A proposta deste artigo é fazer uma análise do futebol moderno a partir de José Lins do Rego. Antes de iniciarmos essa proposta, é preciso esclarecer algumas questões importantes.

A minha motivação para fazer essa relação foi fruto das discussões ocorridas junto ao GIEF (Grupo Interdisciplinar de Estudos sobre Futebol) sobre dois livros que discutem o futebol e a literatura. A base da minha argumentação centra-se nos livros da Fátima Antunes e de Bernardo Buarque de Hollanda.
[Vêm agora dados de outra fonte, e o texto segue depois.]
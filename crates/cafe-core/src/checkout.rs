//! # Checkout Processor
//!
//! Converts a finalized cart into an immutable [`Receipt`].
//!
//! ```text
//! Order (mutable)                         Receipt (frozen)
//! ───────────────                         ────────────────
//! lines ──────────── clone ─────────────► lines
//! customer ───────── blank → "Walk-in" ─► customer
//! payment_method ─────────────────────►  payment_method
//! discount, tax_rate ─────────────────►  discount, tax_rate
//! (derived) ──────── totals::compute ───► totals
//!                    ReceiptIdGenerator ─► id    ("R" + 6 chars)
//!                    clock ─────────────► date
//! ```
//!
//! Checkout touches nothing but the receipt it returns. Stock depletion is
//! the ledger's job, sequenced by the coordinator.

use std::fmt;

use chrono::{DateTime, Utc};
use uuid::Uuid;

use crate::error::{CoreError, CoreResult};
use crate::totals;
use crate::types::{Order, Receipt};
use crate::RECEIPT_ID_PREFIX;

const SUFFIX_ALPHABET: &[u8; 36] = b"0123456789ABCDEFGHIJKLMNOPQRSTUVWXYZ";

/// Length of the random part of a receipt id.
pub const RECEIPT_SUFFIX_LEN: usize = 6;

// =============================================================================
// Receipt Ids
// =============================================================================

/// Source of receipt identifiers.
pub trait ReceiptIdGenerator: fmt::Debug + Send {
    /// Returns the id for the next receipt.
    fn next_id(&mut self) -> String;
}

/// `R` followed by six random base-36 characters, e.g. `R7K2QZM`.
///
/// ## Uniqueness
/// Best effort only: about 2.2 billion combinations, no collision check.
/// Use [`SequentialReceiptIds`] where ids must never repeat.
#[derive(Debug, Default, Clone, Copy)]
pub struct RandomReceiptIds;

impl ReceiptIdGenerator for RandomReceiptIds {
    fn next_id(&mut self) -> String {
        let mut bits = Uuid::new_v4().as_u128();
        let mut id = String::with_capacity(RECEIPT_ID_PREFIX.len() + RECEIPT_SUFFIX_LEN);
        id.push_str(RECEIPT_ID_PREFIX);
        for _ in 0..RECEIPT_SUFFIX_LEN {
            id.push(SUFFIX_ALPHABET[(bits % 36) as usize] as char);
            bits /= 36;
        }
        id
    }
}

/// Monotonic ids: `R000001`, `R000002`, ... Never repeats within a session.
#[derive(Debug, Default, Clone)]
pub struct SequentialReceiptIds {
    next: u64,
}

impl SequentialReceiptIds {
    /// Starts counting after `last_issued`.
    pub fn starting_after(last_issued: u64) -> Self {
        SequentialReceiptIds { next: last_issued }
    }
}

impl ReceiptIdGenerator for SequentialReceiptIds {
    fn next_id(&mut self) -> String {
        self.next += 1;
        format!(
            "{}{:0width$}",
            RECEIPT_ID_PREFIX,
            self.next,
            width = RECEIPT_SUFFIX_LEN
        )
    }
}

// =============================================================================
// Checkout Processor
// =============================================================================

/// Builds receipts from orders.
#[derive(Debug)]
pub struct CheckoutProcessor {
    ids: Box<dyn ReceiptIdGenerator>,
}

impl CheckoutProcessor {
    /// Uses the given id generator.
    pub fn new(ids: Box<dyn ReceiptIdGenerator>) -> Self {
        CheckoutProcessor { ids }
    }

    /// Freezes `order` into a receipt stamped with the current time.
    ///
    /// ## Errors
    /// [`CoreError::EmptyCart`] when the order has no lines.
    pub fn checkout(&mut self, order: &Order) -> CoreResult<Receipt> {
        self.checkout_at(order, Utc::now())
    }

    /// Same as [`checkout`](Self::checkout) with an explicit timestamp.
    pub fn checkout_at(&mut self, order: &Order, now: DateTime<Utc>) -> CoreResult<Receipt> {
        if order.is_empty() {
            return Err(CoreError::EmptyCart);
        }

        Ok(Receipt {
            id: self.ids.next_id(),
            date: now,
            customer: order.customer_or_default(),
            payment_method: order.payment_method,
            discount: order.discount,
            tax_rate: order.tax_rate,
            lines: order.lines.clone(),
            totals: totals::compute(&order.lines, order.tax_rate, order.discount),
        })
    }
}

impl Default for CheckoutProcessor {
    fn default() -> Self {
        CheckoutProcessor::new(Box::new(RandomReceiptIds))
    }
}

// =============================================================================
// Unit Tests
// =============================================================================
Ambos tiveram contato com a obra de José Lins do Rego, carinhosamente chamado de Zé Lins.

Sei que é sempre fundamental recorrer à fonte original para que se possa fazer a sua própria interpretação, isto é, fazer uma interpretação de primeira mão (GEERTZ, 1989). Se a minha leitura pode ser enquadrada como sendo de segunda ou terceira mão, fruto das primeiras análises e impressões manifestadas pelos autores que interpretaram a obra de Zé Lins. Esse artigo pretende avançar em alguns pontos a partir de relações com o futebol moderno, algo que os autores lidos não pensaram em fazer, mas que foram estimuladas a partir deles.
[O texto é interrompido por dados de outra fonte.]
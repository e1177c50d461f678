//! # Stock Book
//!
//! The inventory master: one [`StockItem`] per SKU.
//!
//! Two kinds of writers touch it:
//! - the inventory ledger, when a receipt depletes stock
//! - the inventory editor (add/edit a SKU, nudge on-hand), independent of sales
//!
//! Lookups are linear. A cafe carries tens of SKUs, and keeping a `Vec`
//! preserves the order the inventory table shows them in.

use serde::{Deserialize, Serialize};

use crate::error::{CoreError, CoreResult};
use crate::types::StockItem;

/// What [`StockBook::upsert`] did.
#[derive(Debug, Clone, Copy, PartialEq, Eq)]
pub enum Upsert {
    Inserted,
    Updated,
}

/// Ordered collection of stock items, unique by SKU.
#[derive(Debug, Clone, Default, PartialEq, Eq, Serialize, Deserialize)]
#[serde(transparent)]
pub struct StockBook {
    items: Vec<StockItem>,
}

impl StockBook {
    /// Builds a book from seed items. Later duplicates of a SKU replace
    /// earlier ones.
    pub fn new(items: impl IntoIterator<Item = StockItem>) -> Self {
        let mut book = StockBook::default();
        for item in items {
            book.upsert(item);
        }
        book
    }

    #[inline]
    pub fn items(&self) -> &[StockItem] {
        &self.items
    }

    #[inline]
    pub fn len(&self) -> usize {
        self.items.len()
    }

    #[inline]
    pub fn is_empty(&self) -> bool {
        self.items.is_empty()
    }

    pub fn get(&self, sku: &str) -> Option<&StockItem> {
        self.items.iter().find(|s| s.sku == sku)
    }

    pub fn get_mut(&mut self, sku: &str) -> Option<&mut StockItem> {
        self.items.iter_mut().find(|s| s.sku == sku)
    }

    /// On-hand for `sku`, if the SKU is stocked.
    pub fn on_hand(&self, sku: &str) -> Option<i64> {
        self.get(sku).map(|s| s.on_hand)
    }

    /// Inserts a new SKU at the end, or replaces the existing record in place.
    pub fn upsert(&mut self, item: StockItem) -> Upsert {
        match self.get_mut(&item.sku) {
            Some(existing) => {
                *existing = item;
                Upsert::Updated
            }
            None => {
                self.items.push(item);
                Upsert::Inserted
            }
        }
    }

    /// Adds `delta` to on-hand, clamping at zero. Returns the new on-hand.
    ///
    /// ## Errors
    /// [`CoreError::StockItemNotFound`] for an unknown SKU.
    pub fn adjust_on_hand(&mut self, sku: &str, delta: i64) -> CoreResult<i64> {
        self.get_mut(sku)
            .map(|item| item.apply_delta(delta))
            .ok_or_else(|| CoreError::StockItemNotFound(sku.to_string()))
    }

    /// Items whose name or SKU contains `query`, case-insensitively.
    /// An empty query matches everything.
    pub fn search(&self, query: &str) -> Vec<&StockItem> {
        let needle = query.trim().to_lowercase();
        self.items
            .iter()
            .filter(|s| {
                needle.is_empty()
                    || s.item.to_lowercase().contains(&needle)
                    || s.sku.to_lowercase().contains(&needle)
            })
            .collect()
    }

    /// Items at or below their reorder point.
    pub fn needing_reorder(&self) -> Vec<&StockItem> {
        self.items.iter().filter(|s| s.needs_reorder()).collect()
    }
}

impl FromIterator<StockItem> for StockBook {
    fn from_iter<I: IntoIterator<Item = StockItem>>(iter: I) -> Self {
        StockBook::new(iter)
    }
}

// =============================================================================
// Unit Tests
// =============================================================================
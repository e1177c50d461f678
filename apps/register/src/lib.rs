//! # Cafe Register Library
//!
//! The register session that sits between the display surfaces and
//! `cafe-core`: state containers, configuration, one command per operator
//! action, and logging.
//!
//! ## Module Organization
//! ```text
//! cafe_register/
//! ├── lib.rs          ◄─── You are here (bootstrap & logging)
//! ├── state/
//! │   ├── mod.rs      ◄─── State type exports
//! │   ├── pos.rs      ◄─── Session (cart, stock, history) behind a Mutex
//! │   ├── catalog.rs  ◄─── Menu
//! │   └── config.rs   ◄─── Store profile, currency, default tax
//! ├── commands/       ◄─── Operator actions
//! ├── seed.rs         ◄─── Starting menu and stock
//! └── error.rs        ◄─── API error type for commands
//! ```
//!
//! ## Startup
//! ```text
//! ┌─────────────────────────────────────────────────────────────────────────┐
//! │  1. init_tracing()          RUST_LOG, default "info,cafe=debug"        │
//! │  2. ConfigState::from_env() CAFE_STORE_NAME, CAFE_TAX_RATE, ...         │
//! │  3. Register::bootstrap()   seed menu + stock, empty cart at default tax│
//! └─────────────────────────────────────────────────────────────────────────┘
//! ```

pub mod commands;
pub mod error;
pub mod seed;
pub mod state;

use tracing::info;
use tracing_subscriber::EnvFilter;

use state::{CatalogState, ConfigState, PosState, SettingsState};

/// The three state objects a host shell manages.
#[derive(Debug)]
pub struct Register {
    pub pos: PosState,
    pub catalog: CatalogState,
    pub settings: SettingsState,
}

impl Register {
    /// Seeds a register from `config`: the house menu, opening stock and an
    /// empty cart at the configured default tax.
    pub fn bootstrap(config: ConfigState) -> Self {
        let catalog = CatalogState::new(seed::default_menu());
        let pos = PosState::new(config.default_tax_rate, seed::initial_stock());

        info!(
            store = %config.store_name,
            menu_items = catalog.catalog().len(),
            default_tax = %config.default_tax_rate.percent(),
            "Register ready"
        );

        Register {
            pos,
            catalog,
            settings: SettingsState::new(config),
        }
    }

    /// [`bootstrap`](Self::bootstrap) with configuration from the environment.
    pub fn from_env() -> Self {
        Self::bootstrap(ConfigState::from_env())
    }
}

/// Initializes the tracing subscriber for structured logging.
///
/// ## Log Levels
/// - `RUST_LOG=debug` - Show debug messages
/// - `RUST_LOG=cafe=trace` - Show trace for cafe crates only
/// - Default: INFO, DEBUG for cafe crates
///
/// Safe to call more than once; later calls are no-ops.
pub fn init_tracing() {
    let filter =
        EnvFilter::try_from_default_env().unwrap_or_else(|_| EnvFilter::new("info,cafe=debug"));

    let _ = tracing_subscriber::fmt().with_env_filter(filter).try_init();
}
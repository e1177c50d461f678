//! # Config Commands
//!
//! Commands for the settings screen.

use cafe_core::validation::validate_tax_percent;
use cafe_core::TaxRate;
use rust_decimal::Decimal;
use tracing::{debug, info};

use crate::error::ApiError;
use crate::state::{ConfigState, PosState, SettingsState};

/// Gets the current application configuration.
///
/// ## When Used
/// - Startup (store profile, currency formatting)
/// - Receipt printing
pub fn get_config(settings: &SettingsState) -> ConfigState {
    debug!("get_config command");
    settings.snapshot()
}

/// Changes the default tax rate (a percentage).
///
/// The new rate pre-fills orders started after the current one; the order
/// in progress keeps whatever rate it has.
pub fn set_default_tax(
    settings: &SettingsState,
    pos: &PosState,
    percent: Decimal,
) -> Result<ConfigState, ApiError> {
    debug!(%percent, "set_default_tax command");
    validate_tax_percent(percent)?;

    let rate = TaxRate::from_percent(percent);
    settings.set_default_tax_rate(rate);
    pos.with_session_mut(|s| s.transaction.order.set_default_tax_rate(rate));

    info!(%percent, "Default tax rate changed");
    Ok(settings.snapshot())
}
//! # State Module
//!
//! Register state, split by concern so each command asks only for what it
//! touches.
//!
//! ```text
//! ┌─────────────────────────────────────────────────────────────────────────┐
//! │                    State Architecture                                   │
//! │                                                                         │
//! │          ┌──────────────────┬──────────────────┐                        │
//! │          ▼                  ▼                  ▼                        │
//! │  ┌──────────────┐  ┌──────────────┐  ┌──────────────────┐              │
//! │  │   PosState   │  │ CatalogState │  │  SettingsState   │              │
//! │  │              │  │              │  │                  │              │
//! │  │  Arc<Mutex<  │  │  Catalog     │  │  RwLock<         │              │
//! │  │    Session   │  │  (menu)      │  │    ConfigState   │              │
//! │  │  >>          │  │              │  │  >               │              │
//! │  └──────────────┘  └──────────────┘  └──────────────────┘              │
//! │                                                                         │
//! │  THREAD SAFETY:                                                        │
//! │  • PosState: exclusive access per command                              │
//! │  • CatalogState: read-only after startup                               │
//! │  • SettingsState: read-mostly; default tax is writable                 │
//! └─────────────────────────────────────────────────────────────────────────┘
//! ```

mod catalog;
mod config;
mod pos;

pub use catalog::CatalogState;
pub use config::{ConfigState, SettingsState};
pub use pos::{PosState, Session};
Zé Lins não viveu o bastante para que ele mesmo pudesse fazer suas análises sobre o futebol moderno, para se ter uma idéia, não chegou a conhecer o Brasil campeão do mundo em 1958 porque faleceu um ano antes. Mesmo sem saber, suas crônicas esportivas falam muito sobre o futebol moderno. Para compreender sua relação com o futebol atual apresentarei alguns trechos de suas crônicas para visualizarmos que o futebol atual mantém semelhanças com o futebol de antigamente. O que mudou, foram apenas, os nomes de certos conflitos, mas que os dilemas ainda estão presentes, só que agora com outra nomenclatura.
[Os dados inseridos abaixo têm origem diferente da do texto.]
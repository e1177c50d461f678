//! # Cart Commands
//!
//! Commands for the catalog panel and the current order.
//!
//! ## Cart Lifecycle
//! ```text
//! ┌─────────────────────────────────────────────────────────────────────────┐
//! │                    Cart Lifecycle                                       │
//! │                                                                         │
//! │  ┌──────────┐     ┌──────────┐     ┌──────────┐                         │
//! │  │  Empty   │────►│ In Cart  │────►│ Receipt  │                         │
//! │  │  Cart    │     │          │     │          │                         │
//! │  └──────────┘     └──────────┘     └──────────┘                         │
//! │                        │          complete_order                        │
//! │                   add_to_cart     (sale.rs)                             │
//! │                   change_cart_quantity                                  │
//! │                   remove_from_cart                                      │
//! │                   set_discount / set_tax_rate                           │
//! │                   set_customer / set_payment_method                     │
//! │                        │                                                │
//! │                        ▼                                                │
//! │                   clear_cart ──────────────► (back to empty)            │
//! └─────────────────────────────────────────────────────────────────────────┘
//! ```

use cafe_core::catalog::ALL_CATEGORIES;
use cafe_core::order::OrderBuilder;
use cafe_core::validation::{
    validate_customer, validate_delta, validate_discount_percent, validate_search_query,
    validate_tax_percent,
};
use cafe_core::{CatalogItem, CoreError, Discount, LineItem, PaymentMethod, TaxRate, Totals};
use rust_decimal::Decimal;
use serde::{Deserialize, Serialize};
use tracing::debug;

use crate::error::ApiError;
use crate::state::{CatalogState, PosState};

/// Catalog panel contents.
#[derive(Debug, Clone, PartialEq, Eq, Serialize, Deserialize)]
#[serde(rename_all = "camelCase")]
pub struct CatalogResponse {
    /// Category tabs, led by "All".
    pub categories: Vec<String>,
    pub items: Vec<CatalogItem>,
}

/// Cart response including lines, order fields and totals.
#[derive(Debug, Clone, PartialEq, Eq, Serialize, Deserialize)]
#[serde(rename_all = "camelCase")]
pub struct CartResponse {
    pub lines: Vec<LineItem>,
    pub discount: Discount,
    pub tax_rate: TaxRate,
    pub customer: String,
    pub payment_method: PaymentMethod,
    pub totals: Totals,
    pub total_quantity: i64,
    pub can_checkout: bool,
}

impl From<&OrderBuilder> for CartResponse {
    fn from(builder: &OrderBuilder) -> Self {
        let order = builder.order();
        CartResponse {
            lines: order.lines.clone(),
            discount: order.discount,
            tax_rate: order.tax_rate,
            customer: order.customer.clone(),
            payment_method: order.payment_method,
            totals: builder.totals(),
            total_quantity: builder.total_quantity(),
            can_checkout: builder.can_checkout(),
        }
    }
}

// =============================================================================
// Catalog
// =============================================================================

/// Gets the full menu with its category tabs.
pub fn get_catalog(catalog: &CatalogState) -> CatalogResponse {
    debug!("get_catalog command");
    let catalog = catalog.catalog();
    CatalogResponse {
        categories: catalog.categories(),
        items: catalog.items().to_vec(),
    }
}

/// Filters the menu by name/SKU and category ("All" or `None` for every
/// category).
pub fn search_catalog(
    catalog: &CatalogState,
    query: &str,
    category: Option<&str>,
) -> Result<Vec<CatalogItem>, ApiError> {
    let query = validate_search_query(query)?;
    debug!(
        query = %query,
        category = category.unwrap_or(ALL_CATEGORIES),
        "search_catalog command"
    );

    Ok(catalog
        .catalog()
        .search(&query, category)
        .into_iter()
        .cloned()
        .collect())
}

// =============================================================================
// Cart
// =============================================================================

/// Gets the current cart contents and totals.
pub fn get_cart(pos: &PosState) -> CartResponse {
    debug!("get_cart command");
    pos.with_session(|s| CartResponse::from(&s.transaction.order))
}

/// Adds one of a catalog item to the cart.
///
/// ## Behavior
/// - Item already in cart: its line quantity increases by one
/// - Otherwise: appended as a new line with the catalog price frozen in
pub fn add_to_cart(
    catalog: &CatalogState,
    pos: &PosState,
    item_id: &str,
) -> Result<CartResponse, ApiError> {
    debug!(item_id = %item_id, "add_to_cart command");

    let item = catalog
        .catalog()
        .get(item_id)
        .ok_or_else(|| CoreError::CatalogItemNotFound(item_id.to_string()))?;

    Ok(pos.with_session_mut(|s| {
        s.transaction.order.add_item(item);
        CartResponse::from(&s.transaction.order)
    }))
}

/// Changes a line's quantity by a non-zero `delta`, never below 1. Use
/// [`remove_from_cart`] to drop a line.
pub fn change_cart_quantity(
    pos: &PosState,
    line_id: &str,
    delta: i64,
) -> Result<CartResponse, ApiError> {
    debug!(line_id = %line_id, delta, "change_cart_quantity command");
    validate_delta(delta)?;

    pos.with_session_mut(|s| {
        if !s.transaction.order.change_quantity(line_id, delta) {
            return Err(CoreError::LineNotFound(line_id.to_string()).into());
        }
        Ok(CartResponse::from(&s.transaction.order))
    })
}

/// Removes a line from the cart.
pub fn remove_from_cart(pos: &PosState, line_id: &str) -> Result<CartResponse, ApiError> {
    debug!(line_id = %line_id, "remove_from_cart command");

    pos.with_session_mut(|s| {
        if !s.transaction.order.remove_line(line_id) {
            return Err(CoreError::LineNotFound(line_id.to_string()).into());
        }
        Ok(CartResponse::from(&s.transaction.order))
    })
}

/// Empties the cart and resets every order field, tax back to the default.
pub fn clear_cart(pos: &PosState) -> CartResponse {
    debug!("clear_cart command");
    pos.with_session_mut(|s| {
        s.transaction.order.clear();
        CartResponse::from(&s.transaction.order)
    })
}

// =============================================================================
// Order Fields
// =============================================================================

/// Payment methods in the order the checkout panel lists them.
pub fn list_payment_methods() -> Vec<PaymentMethod> {
    PaymentMethod::ALL.to_vec()
}

/// Sets the order discount as a percentage, `0..=100`.
pub fn set_discount(pos: &PosState, percent: Decimal) -> Result<CartResponse, ApiError> {
    debug!(%percent, "set_discount command");
    validate_discount_percent(percent)?;

    Ok(pos.with_session_mut(|s| {
        s.transaction.order.set_discount(Discount::from_percent(percent));
        CartResponse::from(&s.transaction.order)
    }))
}

/// Sets this order's tax rate as a percentage, `0 ≤ percent < 100`.
pub fn set_tax_rate(pos: &PosState, percent: Decimal) -> Result<CartResponse, ApiError> {
    debug!(%percent, "set_tax_rate command");
    validate_tax_percent(percent)?;

    Ok(pos.with_session_mut(|s| {
        s.transaction.order.set_tax_rate(TaxRate::from_percent(percent));
        CartResponse::from(&s.transaction.order)
    }))
}

/// Sets the customer name. Blank prints as "Walk-in".
pub fn set_customer(pos: &PosState, customer: &str) -> Result<CartResponse, ApiError> {
    debug!(customer = %customer, "set_customer command");
    validate_customer(customer)?;

    Ok(pos.with_session_mut(|s| {
        s.transaction.order.set_customer(customer);
        CartResponse::from(&s.transaction.order)
    }))
}

/// Sets the payment method from its label ("Cash", "Card", "QR / Wallet",
/// "Gift Card").
pub fn set_payment_method(pos: &PosState, method: &str) -> Result<CartResponse, ApiError> {
    debug!(method = %method, "set_payment_method command");
    let method: PaymentMethod = method.parse()?;

    Ok(pos.with_session_mut(|s| {
        s.transaction.order.set_payment_method(method);
        CartResponse::from(&s.transaction.order)
    }))
}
No Sul-Americano de Lima disputado em 1953, Zé Lins apresenta um conflito que duraria por muito tempo quando o assunto era a seleção brasileira: ela deveria ser formada por cariocas ou por paulistas? Quem possuía o melhor futebol?

Zezé Moreira, que dirigira a seleção brasileira no Pan-Americano realizado no ano anterior, decidira afastar-se do cargo de técnico, cansado das críticas perversas da imprensa. Mas convenceu a CBD a colocar em seu lugar o irmão Aymoré que tinha sido o técnico do São Paulo, campeão do torneio brasileiro entre seleções estaduais de 1952. Tudo parecia correr bem, até que a equipe se dividiu entre cariocas e paulistas. Era a antiga rivalidade entre Rio de Janeiro e São Paulo colocando em risco o sucesso da seleção brasileira. A imprensa de São Paulo defendia a escalação de jogadores paulistas e os apoiava na disputa contra os cariocas (ANTUNES, 2004, p. 101-102).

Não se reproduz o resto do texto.